The average particle diameter of the silver particles 2 is preferably in the range of 10 to 500 μm. When the average particle size is larger than 100 μm, coarse fine silver particles 3 may be excessively fixed to the surface of the substrate 1. Moreover, there exists a possibility that the fixed amount of silver may become too small that it is less than 10 micrometers.
When the silver fine particles 2 having such an average particle size are shot peened, the average particle size of the fine silver particles 3 is usually about 0.5 to 5 μm.

As described above, the fixed amount of the fine silver particles 3 is preferably 50 to 3000 ng / cm ² . When the fixing amount is 50 ng / cm ² or more, the antibacterial performance, particularly the antifungal performance, particularly the anti-tinea fungus performance is improved. Further, when the fixing amount is 3000 ng / cm ² or less, the color tone of the surface of the antibacterial member does not change to a metallic tone, and the color tone of the base material 1 itself is maintained.

  When attaching a part of the antibacterial particles to the surface of the substrate by rubbing the surface of the substrate with an antibacterial material such as silver particles using a wire brush or the like, the average particle of the antibacterial material such as silver particles to be used The diameter is preferably 0.05 to 2 mm. Moreover, when rubbing a brush having a wire made of an antibacterial material such as a silver wire on the surface of the substrate and fixing a part of the antibacterial material of the wire to the surface of the substrate, the wire diameter is preferably 0.5 to 5 mm. It is.

[Resin coating film]
As the resin of the resin coating film formed on the antibacterial material adhesion surface of the base material, those having excellent friction resistance, chemical resistance, antifouling property, etc. are preferable. For example, fluorine resin, silane resin, fluorine-silane system Resin or the like can be used.

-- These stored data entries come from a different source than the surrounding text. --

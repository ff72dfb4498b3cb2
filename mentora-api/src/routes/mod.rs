pub mod auth;
pub mod catalog;
pub mod health;
pub mod mentors;
pub mod sessions;

use std::sync::Arc;

use axum::extract::rejection::JsonRejection;
use axum::http::{header, HeaderValue, Method};
use axum::routing::{delete, get, post, put};
use axum::{middleware, Json, Router};
use tower_http::cors::CorsLayer;
use tower_http::trace::TraceLayer;

use mentora_shared::errors::{AppError, AppResult};
use mentora_shared::middleware::metrics_middleware;

use crate::AppState;

pub fn router(state: Arc<AppState>) -> Router {
    let cors = build_cors_layer(&state.config.frontend_url);

    Router::new()
        .route("/health", get(health::health_check))
        .route("/metrics", get(health::metrics))
        // Accounts
        .route("/auth/register", post(auth::register))
        .route("/auth/login", post(auth::login))
        .route("/auth/profile", get(auth::profile))
        .route("/auth/logout", post(auth::logout))
        .route("/auth/delete-account", delete(auth::delete_account))
        // Reference data
        .route("/majors", get(catalog::list_majors))
        .route("/roles", get(catalog::list_roles))
        // Mentors
        .route("/mentors/:id", get(mentors::get_mentor))
        .route("/mentors/:id/availability", get(mentors::availability))
        // Sessions
        .route("/sessions", get(sessions::list_sessions).post(sessions::book_session))
        .route("/sessions/update-expired", put(sessions::update_expired))
        .route("/sessions/:id", get(sessions::get_session))
        .route("/sessions/:id/reschedule", put(sessions::reschedule_session))
        .route("/sessions/:id/status", put(sessions::update_status))
        .layer(middleware::from_fn(metrics_middleware))
        .layer(cors)
        .layer(TraceLayer::new_for_http())
        .with_state(state)
}

/// `frontend_url` is a comma-separated origin list, or `*` for any origin.
fn build_cors_layer(allowed_origins: &str) -> CorsLayer {
    if allowed_origins.trim() == "*" {
        tracing::warn!("CORS: permissive mode, any origin is allowed");
        return CorsLayer::permissive();
    }

    let origins: Vec<HeaderValue> = allowed_origins
        .split(',')
        .map(str::trim)
        .filter(|s| !s.is_empty())
        .filter_map(|s| match s.parse::<HeaderValue>() {
            Ok(v) => Some(v),
            Err(_) => {
                tracing::warn!(origin = s, "CORS: ignoring invalid origin");
                None
            }
        })
        .collect();

    tracing::info!(count = origins.len(), "CORS: restricted origins");

    CorsLayer::new()
        .allow_origin(origins)
        .allow_methods([Method::GET, Method::POST, Method::PUT, Method::DELETE, Method::OPTIONS])
        .allow_headers([header::AUTHORIZATION, header::CONTENT_TYPE, header::ACCEPT])
        .allow_credentials(true)
}

/// Unwraps a JSON body, reporting malformed input in the API error envelope.
pub(crate) fn json_body<T>(payload: Result<Json<T>, JsonRejection>) -> AppResult<T> {
    payload
        .map(|Json(body)| body)
        .map_err(|rejection| AppError::bad_request(rejection.body_text()))
}

#[cfg(test)]
pub(crate) mod test_support {
    use std::sync::Arc;
    use std::time::Duration;

    use axum::body::{to_bytes, Body};
    use axum::http::{Request, StatusCode};
    use axum::Router;
    use diesel::r2d2::{ConnectionManager, Pool};
    use metrics_exporter_prometheus::PrometheusBuilder;
    use tower::ServiceExt;
    use uuid::Uuid;

    use mentora_shared::types::auth::AccountRole;

    use crate::config::AppConfig;
    use crate::services::token_service::create_access_token;
    use crate::AppState;

    /// Router over a pool that never connects; only paths that fail before
    /// touching the database are exercised.
    pub fn app() -> (Router, Arc<AppState>) {
        let db = Pool::builder()
            .connection_timeout(Duration::from_millis(250))
            .build_unchecked(ConnectionManager::new("postgres://invalid"));
        let handle = PrometheusBuilder::new().build_recorder().handle();
        let state = Arc::new(AppState::new(AppConfig::default(), db, handle).unwrap());
        (super::router(state.clone()), state)
    }

    pub fn bearer(state: &AppState, role: AccountRole) -> String {
        let token =
            create_access_token(Uuid::now_v7(), role, "t@example.com", &state.jwt, 600).unwrap();
        format!("Bearer {}", token.access_token)
    }

    pub async fn send(app: Router, request: Request<Body>) -> (StatusCode, serde_json::Value) {
        let response = app.oneshot(request).await.unwrap();
        let status = response.status();
        let bytes = to_bytes(response.into_body(), usize::MAX).await.unwrap();
        let value = serde_json::from_slice(&bytes).unwrap_or(serde_json::Value::Null);
        (status, value)
    }

    pub fn json_request(method: &str, uri: &str, token: Option<&str>, body: &str) -> Request<Body> {
        let mut builder = Request::builder()
            .method(method)
            .uri(uri)
            .header("content-type", "application/json");
        if let Some(token) = token {
            builder = builder.header("authorization", token);
        }
        builder.body(Body::from(body.to_string())).unwrap()
    }
}

#[cfg(test)]
mod tests {
    use axum::body::Body;
    use axum::http::{Request, StatusCode};

    use super::test_support::{app, send};
    use super::*;

    #[tokio::test]
    async fn roles_are_listed_without_auth() {
        let (app, _) = app();
        let (status, body) = send(app, Request::get("/roles").body(Body::empty()).unwrap()).await;

        assert_eq!(status, StatusCode::OK);
        assert_eq!(body["success"], true);
        assert_eq!(body["data"], serde_json::json!(["mentor", "mentee"]));
    }

    #[tokio::test]
    async fn metrics_endpoint_renders() {
        let (app, _) = app();
        let request = Request::get("/metrics").body(Body::empty()).unwrap();
        let response = tower::ServiceExt::oneshot(app, request).await.unwrap();
        assert_eq!(response.status(), StatusCode::OK);
    }

    #[tokio::test]
    async fn unknown_route_is_404() {
        let (app, _) = app();
        let (status, _) = send(app, Request::get("/nope").body(Body::empty()).unwrap()).await;
        assert_eq!(status, StatusCode::NOT_FOUND);
    }

    #[test]
    fn cors_layer_tolerates_bad_origins() {
        let _ = build_cors_layer("http://localhost:3000, ,\u{7f}bad");
        let _ = build_cors_layer("*");
    }
}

  Examples of the fluorine-based resin include polyvinyl fluoride, polyvinylidene fluoride, polychloroethylene trifluoride, polytetrafluoroethylene, polytetrafluoroethylene-hexafluoropropylene copolymer, ethylene-polytetrafluoroethylene copolymer, ethylene-polytrichloride. Examples thereof include a fluorinated ethylene copolymer, a tetrafluoroethylene-perfluoroalkyl vinyl ether copolymer, a perfluorocyclopolymer, a vinyl ether-fluoroolefin copolymer, and a vinyl ester-fluoroolefin copolymer.

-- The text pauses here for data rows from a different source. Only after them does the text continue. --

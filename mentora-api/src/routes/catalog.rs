use std::sync::Arc;

use axum::extract::State;
use axum::Json;
use diesel::prelude::*;

use mentora_shared::clients::db::interact;
use mentora_shared::errors::AppResult;
use mentora_shared::types::auth::AccountRole;
use mentora_shared::types::ApiResponse;

use crate::models::Major;
use crate::schema::majors;
use crate::AppState;

pub async fn list_majors(
    State(state): State<Arc<AppState>>,
) -> AppResult<Json<ApiResponse<Vec<Major>>>> {
    let items = interact(&state.db, |conn| {
        Ok(majors::table
            .select(Major::as_select())
            .order(majors::name.asc())
            .load(conn)?)
    })
    .await?;
    Ok(Json(ApiResponse::ok(items)))
}

pub async fn list_roles() -> Json<ApiResponse<[AccountRole; 2]>> {
    Json(ApiResponse::ok(AccountRole::ALL))
}
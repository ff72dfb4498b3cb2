use chrono::{DateTime, Duration, FixedOffset, NaiveDate, NaiveTime, Offset, TimeZone, Utc};
use serde::Serialize;
use uuid::Uuid;

use mentora_shared::errors::{AppError, AppResult, ErrorCode};

use super::{mentor_not_found, ScheduleStore, TimeWindow, AVAILABILITY_BLOCKERS};

pub const SLOT_MINUTES: i64 = 30;
pub const OPENING_HOUR: i64 = 10;
pub const CLOSING_HOUR: i64 = 16;
pub const MAX_PROJECTION_DAYS: i64 = 62;

/// A bookable half hour. Projected slots are never persisted, so `slotId` is null.
#[derive(Debug, Clone, PartialEq, Serialize)]
#[serde(rename_all = "camelCase")]
pub struct VirtualSlot {
    pub slot_id: Option<Uuid>,
    pub start_ts: DateTime<Utc>,
    pub end_ts: DateTime<Utc>,
    pub is_booked: bool,
}

/// Business hours in a fixed offset from UTC.
#[derive(Debug, Clone, Copy)]
pub struct BusinessCalendar {
    offset: FixedOffset,
}

impl Default for BusinessCalendar {
    fn default() -> Self {
        Self { offset: Utc.fix() }
    }
}

impl BusinessCalendar {
    pub fn from_offset_minutes(minutes: i32) -> AppResult<Self> {
        let offset = minutes
            .checked_mul(60)
            .and_then(FixedOffset::east_opt)
            .ok_or_else(|| {
                AppError::Validation(format!("invalid business utc offset: {minutes} minutes"))
            })?;
        Ok(Self { offset })
    }

    /// Accepts `YYYY-MM-DD` or an RFC 3339 timestamp, read in business time.
    pub fn parse_date(&self, raw: &str) -> AppResult<NaiveDate> {
        let raw = raw.trim();
        NaiveDate::parse_from_str(raw, "%Y-%m-%d")
            .or_else(|_| {
                DateTime::parse_from_rfc3339(raw)
                    .map(|dt| dt.with_timezone(&self.offset).date_naive())
            })
            .map_err(|_| AppError::new(ErrorCode::ValidationError, format!("invalid date: {raw}")))
    }

    /// The half-hour grid for one business day, in UTC.
    pub fn day_grid(&self, day: NaiveDate) -> Vec<TimeWindow> {
        let midnight_local = day.and_time(NaiveTime::default());
        let midnight = Utc.from_utc_datetime(
            &(midnight_local - Duration::seconds(i64::from(self.offset.local_minus_utc()))),
        );
        let opening = midnight + Duration::hours(OPENING_HOUR);
        let slots = (CLOSING_HOUR - OPENING_HOUR) * 60 / SLOT_MINUTES;

        (0..slots)
            .map(|i| {
                let start = opening + Duration::minutes(i * SLOT_MINUTES);
                TimeWindow { start, end: start + Duration::minutes(SLOT_MINUTES) }
            })
            .collect()
    }
}

/// Projects the mentor's business-hour grid for every day in
/// `[start_date, end_date]`, marking slots that overlap a live session.
pub fn project(
    store: &mut dyn ScheduleStore,
    calendar: &BusinessCalendar,
    mentor_id: Uuid,
    start_date: Option<&str>,
    end_date: Option<&str>,
) -> AppResult<Vec<VirtualSlot>> {
    let (Some(start_raw), Some(end_raw)) = (start_date, end_date) else {
        return Ok(Vec::new());
    };
    let start = calendar.parse_date(start_raw)?;
    let end = calendar.parse_date(end_raw)?;
    if end < start {
        return Ok(Vec::new());
    }

    let days = (end - start).num_days() + 1;
    if days > MAX_PROJECTION_DAYS {
        return Err(AppError::with_details(
            ErrorCode::ValidationError,
            format!("date range may span at most {MAX_PROJECTION_DAYS} days"),
            serde_json::json!({ "maxDays": MAX_PROJECTION_DAYS, "requestedDays": days }),
        ));
    }

    store.mentor_price(mentor_id)?.ok_or_else(mentor_not_found)?;

    let grid: Vec<TimeWindow> = start
        .iter_days()
        .take(days as usize)
        .flat_map(|day| calendar.day_grid(day))
        .collect();
    let (Some(first), Some(last)) = (grid.first(), grid.last()) else {
        return Ok(Vec::new());
    };
    let range = TimeWindow { start: first.start, end: last.end };

    let sessions = store.overlapping_sessions(mentor_id, &range, AVAILABILITY_BLOCKERS, None)?;

    Ok(grid
        .into_iter()
        .map(|w| VirtualSlot {
            slot_id: None,
            start_ts: w.start,
            end_ts: w.end,
            is_booked: sessions.iter().any(|s| w.overlaps(s.scheduled_start, s.scheduled_end)),
        })
        .collect())
}
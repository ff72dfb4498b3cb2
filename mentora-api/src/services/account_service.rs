use chrono::Utc;
use diesel::pg::PgConnection;
use diesel::prelude::*;
use serde::Serialize;
use uuid::Uuid;

use mentora_shared::errors::{AppError, AppResult, ErrorCode};
use mentora_shared::types::auth::AccountRole;

use crate::models::{Account, NewAccount};
use crate::schema::{accounts, availability_slots, majors, payments, sessions};

pub fn find_account(conn: &mut PgConnection, account_id: Uuid) -> AppResult<Option<Account>> {
    Ok(accounts::table
        .filter(accounts::id.eq(account_id))
        .filter(accounts::deleted_at.is_null())
        .select(Account::as_select())
        .first(conn)
        .optional()?)
}

pub fn find_by_email(conn: &mut PgConnection, email: &str) -> AppResult<Option<Account>> {
    Ok(accounts::table
        .filter(accounts::email.eq(email.to_lowercase()))
        .filter(accounts::deleted_at.is_null())
        .select(Account::as_select())
        .first(conn)
        .optional()?)
}

pub fn find_mentor(conn: &mut PgConnection, mentor_id: Uuid) -> AppResult<Account> {
    find_account(conn, mentor_id)?
        .filter(|a| a.role() == AccountRole::Mentor)
        .ok_or_else(|| AppError::new(ErrorCode::MentorNotFound, "mentor not found"))
}

/// Inserts a new account after checking the major exists and the email is
/// not taken by a live account.
pub fn register(conn: &mut PgConnection, new_account: NewAccount) -> AppResult<Account> {
    conn.transaction(|conn| {
        if let Some(major_id) = new_account.major_id {
            let exists: i64 = majors::table
                .filter(majors::id.eq(major_id))
                .count()
                .get_result(conn)?;
            if exists == 0 {
                return Err(AppError::new(ErrorCode::MajorNotFound, "major not found"));
            }
        }

        if find_by_email(conn, &new_account.email)?.is_some() {
            return Err(AppError::new(ErrorCode::EmailAlreadyExists, "email already registered"));
        }

        let account = diesel::insert_into(accounts::table)
            .values(&new_account)
            .returning(Account::as_returning())
            .get_result(conn)?;
        Ok(account)
    })
}

#[derive(Debug, Serialize)]
#[serde(rename_all = "camelCase")]
pub struct DeletionSummary {
    pub sessions_deleted: usize,
    pub slots_released: usize,
}

/// Soft-deletes the account and removes every session it took part in,
/// with their payments. Slots held by a deleted session are freed; a
/// mentor's own slots are removed.
pub fn delete_account(conn: &mut PgConnection, account: &Account) -> AppResult<DeletionSummary> {
    conn.transaction(|conn| {
        let owned: Vec<(Uuid, Option<Uuid>)> = sessions::table
            .filter(sessions::mentor_id.eq(account.id).or(sessions::mentee_id.eq(account.id)))
            .select((sessions::id, sessions::slot_id))
            .load(conn)?;
        let session_ids: Vec<Uuid> = owned.iter().map(|(id, _)| *id).collect();
        let held_slots: Vec<Uuid> = owned.iter().filter_map(|(_, slot)| *slot).collect();

        let slots_released = diesel::update(
            availability_slots::table.filter(availability_slots::id.eq_any(&held_slots)),
        )
        .set(availability_slots::is_booked.eq(false))
        .execute(conn)?;

        diesel::delete(payments::table.filter(payments::session_id.eq_any(&session_ids)))
            .execute(conn)?;
        let sessions_deleted =
            diesel::delete(sessions::table.filter(sessions::id.eq_any(&session_ids)))
                .execute(conn)?;

        if account.role() == AccountRole::Mentor {
            let owned_slots = availability_slots::mentor_id.eq(account.id);
            diesel::delete(availability_slots::table.filter(owned_slots)).execute(conn)?;
        }

        let now = Utc::now();
        diesel::update(accounts::table.find(account.id))
            .set((accounts::deleted_at.eq(Some(now)), accounts::updated_at.eq(now)))
            .execute(conn)?;

        Ok::<_, AppError>(DeletionSummary { sessions_deleted, slots_released })
    })
}
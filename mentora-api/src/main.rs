use std::sync::Arc;
use std::time::Duration;

use mentora_api::config::AppConfig;
use mentora_api::scheduling::{spawn_expiry_sweep, SCHEDULING_COUNTERS};
use mentora_api::{routes, AppState};
use mentora_shared::clients::db::create_pool;

#[tokio::main]
async fn main() -> anyhow::Result<()> {
    // .env is optional; real deployments set the environment directly
    dotenvy::dotenv().ok();

    mentora_shared::middleware::init_tracing("mentora-api");

    let config = AppConfig::load()?;
    let port = config.port;

    let db = create_pool(&config.database_url, config.db_pool_size)?;
    let metrics_handle = mentora_shared::middleware::init_metrics(SCHEDULING_COUNTERS)?;

    let sweep_interval = Duration::from_secs(config.expiry_sweep_interval_secs);
    let state = Arc::new(AppState::new(config, db, metrics_handle)?);

    let _sweep_handle = spawn_expiry_sweep(state.db.clone(), sweep_interval);

    let app = routes::router(state);

    let addr = format!("0.0.0.0:{port}");
    tracing::info!(addr = %addr, "mentora-api starting");

    let listener = tokio::net::TcpListener::bind(&addr).await?;
    axum::serve(listener, app)
        .with_graceful_shutdown(shutdown_signal())
        .await?;

    tracing::info!("mentora-api stopped");
    Ok(())
}

async fn shutdown_signal() {
    let ctrl_c = async {
        if let Err(e) = tokio::signal::ctrl_c().await {
            tracing::error!(error = %e, "failed to listen for ctrl-c");
            std::future::pending::<()>().await;
        }
    };

    #[cfg(unix)]
    let terminate = async {
        match tokio::signal::unix::signal(tokio::signal::unix::SignalKind::terminate()) {
            Ok(mut sig) => {
                sig.recv().await;
            }
            Err(e) => {
                tracing::error!(error = %e, "failed to listen for SIGTERM");
                std::future::pending::<()>().await;
            }
        }
    };

    #[cfg(not(unix))]
    let terminate = std::future::pending::<()>();

    tokio::select! {
        _ = ctrl_c => {},
        _ = terminate => {},
    }

    tracing::info!("shutdown signal received");
}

  The silane-based resin includes colloidal silica such as alkoxysilane, a hydroxyl group-containing organic polymer, a colloidal silica-based composite polymer based on a three-component system of a silane coupling agent, an alkyl silicate, and an alkyl silicate system based on a two-component system of a hydroxyl group-containing organic polymer. A composite polymer etc. can be mentioned.

  As the fluorine-silane resin, a composite material of the fluorine resin and the silane resin can be used.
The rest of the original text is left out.